» Description of the task
Every single record needs to be restated word for word.

» Recorded information
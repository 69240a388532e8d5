use crate::generators::names::{MANAGER_NAMES, NamePool, TEAM_NAMES};
use chrono::NaiveDateTime;
use gaffer_core::utils::RandomSource;
use gaffer_core::{
    GOALKEEPER_POSITION, Game, MAX_DEF_POSITION, MAX_LINEUP_POSITION, MAX_MID_POSITION,
    MAX_OVERALL, MIN_OVERALL, Player, PlayerPosition, RealTeam, Season, SeasonRollover, Team,
    TeamSeason,
};
use std::ops::RangeInclusive;
use std::sync::LazyLock;
use std::sync::atomic::{AtomicU32, Ordering};

static TEAM_ID_SEQUENCE: LazyLock<AtomicU32> = LazyLock::new(|| AtomicU32::new(1));
static PLAYER_ID_SEQUENCE: LazyLock<AtomicU32> = LazyLock::new(|| AtomicU32::new(1));

const STARTING_CASH: i32 = 100;

/// Everything a fresh game needs, ready to be adopted by a store.
#[derive(Debug)]
pub struct GeneratedWorld {
    pub game: Game,
    pub real_teams: Vec<RealTeam>,
    pub teams: Vec<(Team, Vec<Player>)>,
    pub season: Season,
    pub team_seasons: Vec<TeamSeason>,
}

/// Drafts a new game world: the real club table, the managed teams with
/// their squads and starting lineups, and the opening season rows.
pub struct WorldGenerator;

impl WorldGenerator {
    pub fn generate(
        game_id: u32,
        game_name: String,
        team_count: usize,
        started_at: NaiveDateTime,
        random: &mut dyn RandomSource,
    ) -> GeneratedWorld {
        let real_teams = NamePool::real_clubs();
        let game = Game::new(game_id, game_name);

        let mut teams = Vec::with_capacity(team_count);
        for index in 0..team_count {
            let id = TEAM_ID_SEQUENCE.fetch_add(1, Ordering::SeqCst);

            let mut team = Team::new(
                id,
                game_id,
                String::from(TEAM_NAMES[index % TEAM_NAMES.len()]),
                String::from(MANAGER_NAMES[index % MANAGER_NAMES.len()]),
            );
            team.cash = STARTING_CASH;

            let squad = Self::generate_squad(&real_teams, random);
            teams.push((team, squad));
        }

        let season = Season::new(game_id, 1, started_at);
        let team_seasons = teams
            .iter()
            .map(|(team, squad)| {
                TeamSeason::new(
                    game_id,
                    season.number,
                    team.id,
                    SeasonRollover::initial_starting_score(squad),
                )
            })
            .collect();

        GeneratedWorld {
            game,
            real_teams,
            teams,
            season,
            team_seasons,
        }
    }

    /// Fifteen players drafted from real clubs: two goalkeepers, five
    /// defenders, five midfielders, three forwards. The strongest of each
    /// group start, the captain is the best outfield starter.
    fn generate_squad(real_teams: &[RealTeam], random: &mut dyn RandomSource) -> Vec<Player> {
        let mut squad = Vec::with_capacity(15);

        Self::generate_group(&mut squad, real_teams, PlayerPosition::Goalkeeper, 2, random);
        Self::generate_group(&mut squad, real_teams, PlayerPosition::Defender, 5, random);
        Self::generate_group(&mut squad, real_teams, PlayerPosition::Midfielder, 5, random);
        Self::generate_group(&mut squad, real_teams, PlayerPosition::Forward, 3, random);

        Self::assign_slots(&mut squad);
        Self::appoint_captain(&mut squad);

        squad
    }

    fn generate_group(
        squad: &mut Vec<Player>,
        real_teams: &[RealTeam],
        position: PlayerPosition,
        count: usize,
        random: &mut dyn RandomSource,
    ) {
        for _ in 0..count {
            squad.push(Self::draft_player(real_teams, position, random));
        }
    }

    /// Drafts a single unsigned player, the same way the initial squads are
    /// filled. Deadline day uses this for replacement signings.
    pub fn draft_player(
        real_teams: &[RealTeam],
        position: PlayerPosition,
        random: &mut dyn RandomSource,
    ) -> Player {
        let id = PLAYER_ID_SEQUENCE.fetch_add(1, Ordering::SeqCst);
        let club = &real_teams[random.roll(0, real_teams.len() as i32 - 1) as usize];

        // Drafted players start at one to five stars and can train up to
        // two stars beyond that, capped at the overall ceiling.
        let overall = random.roll(i32::from(MIN_OVERALL), 5) as u8;

        let mut player = Player::new(id, NamePool::person_name(random), club.id, overall, position);
        player.potential = (overall + random.roll(0, 2) as u8).min(MAX_OVERALL);

        player
    }

    fn assign_slots(squad: &mut [Player]) {
        Self::fill_slots(
            squad,
            PlayerPosition::Goalkeeper,
            GOALKEEPER_POSITION..=GOALKEEPER_POSITION,
        );
        Self::fill_slots(
            squad,
            PlayerPosition::Defender,
            (GOALKEEPER_POSITION + 1)..=MAX_DEF_POSITION,
        );
        Self::fill_slots(
            squad,
            PlayerPosition::Midfielder,
            (MAX_DEF_POSITION + 1)..=MAX_MID_POSITION,
        );
        Self::fill_slots(
            squad,
            PlayerPosition::Forward,
            (MAX_MID_POSITION + 1)..=MAX_LINEUP_POSITION,
        );
    }

    fn fill_slots(squad: &mut [Player], position: PlayerPosition, slots: RangeInclusive<u8>) {
        let mut group: Vec<usize> = squad
            .iter()
            .enumerate()
            .filter(|(_, player)| player.position == position)
            .map(|(index, _)| index)
            .collect();

        group.sort_by(|&a, &b| {
            squad[b]
                .overall
                .cmp(&squad[a].overall)
                .then(squad[a].id.cmp(&squad[b].id))
        });

        for (slot, &index) in slots.zip(group.iter()) {
            squad[index].slot = Some(slot);
        }
    }

    fn appoint_captain(squad: &mut [Player]) {
        // The boost dies on the goalkeeper, so the armband goes outfield.
        let captain = squad
            .iter()
            .enumerate()
            .filter(|(_, player)| {
                player.slot.is_some() && player.position != PlayerPosition::Goalkeeper
            })
            .max_by(|(_, a), (_, b)| a.overall.cmp(&b.overall).then(b.id.cmp(&a.id)))
            .map(|(index, _)| index);

        if let Some(index) = captain {
            squad[index].captain = true;
        }
    }
}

» Result of the task
repository 69240a388532e8d5
use crate::generators::names::{MANAGER_NAMES, NamePool, TEAM_NAMES};
use chrono::NaiveDateTime;
use gaffer_core::utils::RandomSource;
use gaffer_core::{
    GOALKEEPER_POSITION, Game, MAX_DEF_POSITION, MAX_LINEUP_POSITION, MAX_MID_POSITION,
    MAX_OVERALL, MIN_OVERALL, Player, PlayerPosition, RealTeam, Season, SeasonRollover, Team,
    TeamSeason,
};
use std::ops::RangeInclusive;
use std::sync::LazyLock;
use std::sync::atomic::{AtomicU32, Ordering};

static TEAM_ID_SEQUENCE: LazyLock<AtomicU32> = LazyLock::new(|| AtomicU32::new(1));
static PLAYER_ID_SEQUENCE: LazyLock<AtomicU32> = LazyLock::new(|| AtomicU32::new(1));

const STARTING_CASH: i32 = 100;

/// Everything a fresh game needs, ready to be adopted by a store.
#[derive(Debug)]
pub struct GeneratedWorld {
    pub game: Game,
    pub real_teams: Vec<RealTeam>,
    pub teams: Vec<(Team, Vec<Player>)>,
    pub season: Season,
    pub team_seasons: Vec<TeamSeason>,
}

/// Drafts a new game world: the real club table, the managed teams with
/// their squads and starting lineups, and the opening season rows.
pub struct WorldGenerator;

impl WorldGenerator {
    pub fn generate(
        game_id: u32,
        game_name: String,
        team_count: usize,
        started_at: NaiveDateTime,
        random: &mut dyn RandomSource,
    ) -> GeneratedWorld {
        let real_teams = NamePool::real_clubs();
        let game = Game::new(game_id, game_name);

        let mut teams = Vec::with_capacity(team_count);
        for index in 0..team_count {
            let id = TEAM_ID_SEQUENCE.fetch_add(1, Ordering::SeqCst);

            let mut team = Team::new(
                id,
                game_id,
                String::from(TEAM_NAMES[index % TEAM_NAMES.len()]),
                String::from(MANAGER_NAMES[index % MANAGER_NAMES.len()]),
            );
            team.cash = STARTING_CASH;

            let squad = Self::generate_squad(&real_teams, random);
            teams.push((team, squad));
        }

        let season = Season::new(game_id, 1, started_at);
        let team_seasons = teams
            .iter()
            .map(|(team, squad)| {
                TeamSeason::new(
                    game_id,
                    season.number,
                    team.id,
                    SeasonRollover::initial_starting_score(squad),
                )
            })
            .collect();

        GeneratedWorld {
            game,
            real_teams,
            teams,
            season,
            team_seasons,
        }
    }

    /// Fifteen players drafted from real clubs: two goalkeepers, five
    /// defenders, five midfielders, three forwards. The strongest of each
    /// group start, the captain is the best outfield starter.
    fn generate_squad(real_teams: &[RealTeam], random: &mut dyn RandomSource) -> Vec<Player> {
        let mut squad = Vec::with_capacity(15);

        Self::generate_group(&mut squad, real_teams, PlayerPosition::Goalkeeper, 2, random);
        Self::generate_group(&mut squad, real_teams, PlayerPosition::Defender, 5, random);
        Self::generate_group(&mut squad, real_teams, PlayerPosition::Midfielder, 5, random);
        Self::generate_group(&mut squad, real_teams, PlayerPosition::Forward, 3, random);

        Self::assign_slots(&mut squad);
        Self::appoint_captain(&mut squad);

        squad
    }

    fn generate_group(
        squad: &mut Vec<Player>,
        real_teams: &[RealTeam],
        position: PlayerPosition,
        count: usize,
        random: &mut dyn RandomSource,
    ) {
        for _ in 0..count {
            squad.push(Self::draft_player(real_teams, position, random));
        }
    }

    /// Drafts a single unsigned player, the same way the initial squads are
    /// filled. Deadline day uses this for replacement signings.
    pub fn draft_player(
        real_teams: &[RealTeam],
        position: PlayerPosition,
        random: &mut dyn RandomSource,
    ) -> Player {
        let id = PLAYER_ID_SEQUENCE.fetch_add(1, Ordering::SeqCst);
        let club = &real_teams[random.roll(0, real_teams.len() as i32 - 1) as usize];

        // Drafted players start at one to five stars and can train up to
        // two stars beyond that, capped at the overall ceiling.
        let overall = random.roll(i32::from(MIN_OVERALL), 5) as u8;

        let mut player = Player::new(id, NamePool::person_name(random), club.id, overall, position);
        player.potential = (overall + random.roll(0, 2) as u8).min(MAX_OVERALL);

        player
    }

    fn assign_slots(squad: &mut [Player]) {
        Self::fill_slots(
            squad,
            PlayerPosition::Goalkeeper,
            GOALKEEPER_POSITION..=GOALKEEPER_POSITION,
        );
        Self::fill_slots(
            squad,
            PlayerPosition::Defender,
            (GOALKEEPER_POSITION + 1)..=MAX_DEF_POSITION,
        );
        Self::fill_slots(
            squad,
            PlayerPosition::Midfielder,
            (MAX_DEF_POSITION + 1)..=MAX_MID_POSITION,
        );
        Self::fill_slots(
            squad,
            PlayerPosition::Forward,
            (MAX_MID_POSITION + 1)..=MAX_LINEUP_POSITION,
        );
    }

    fn fill_slots(squad: &mut [Player], position: PlayerPosition, slots: RangeInclusive<u8>) {
        let mut group: Vec<usize> = squad
            .iter()
            .enumerate()
            .filter(|(_, player)| player.position == position)
            .map(|(index, _)| index)
            .collect();

        group.sort_by(|&a, &b| {
            squad[b]
                .overall
                .cmp(&squad[a].overall)
                .then(squad[a].id.cmp(&squad[b].id))
        });

        for (slot, &index) in slots.zip(group.iter()) {
            squad[index].slot = Some(slot);
        }
    }

    fn appoint_captain(squad: &mut [Player]) {
        // The boost dies on the goalkeeper, so the armband goes outfield.
        let captain = squad
            .iter()
            .enumerate()
            .filter(|(_, player)| {
                player.slot.is_some() && player.position != PlayerPosition::Goalkeeper
            })
            .max_by(|(_, a), (_, b)| a.overall.cmp(&b.overall).then(b.id.cmp(&a.id)))
            .map(|(index, _)| index);

        if let Some(index) = captain {
            squad[index].captain = true;
        }
    }
}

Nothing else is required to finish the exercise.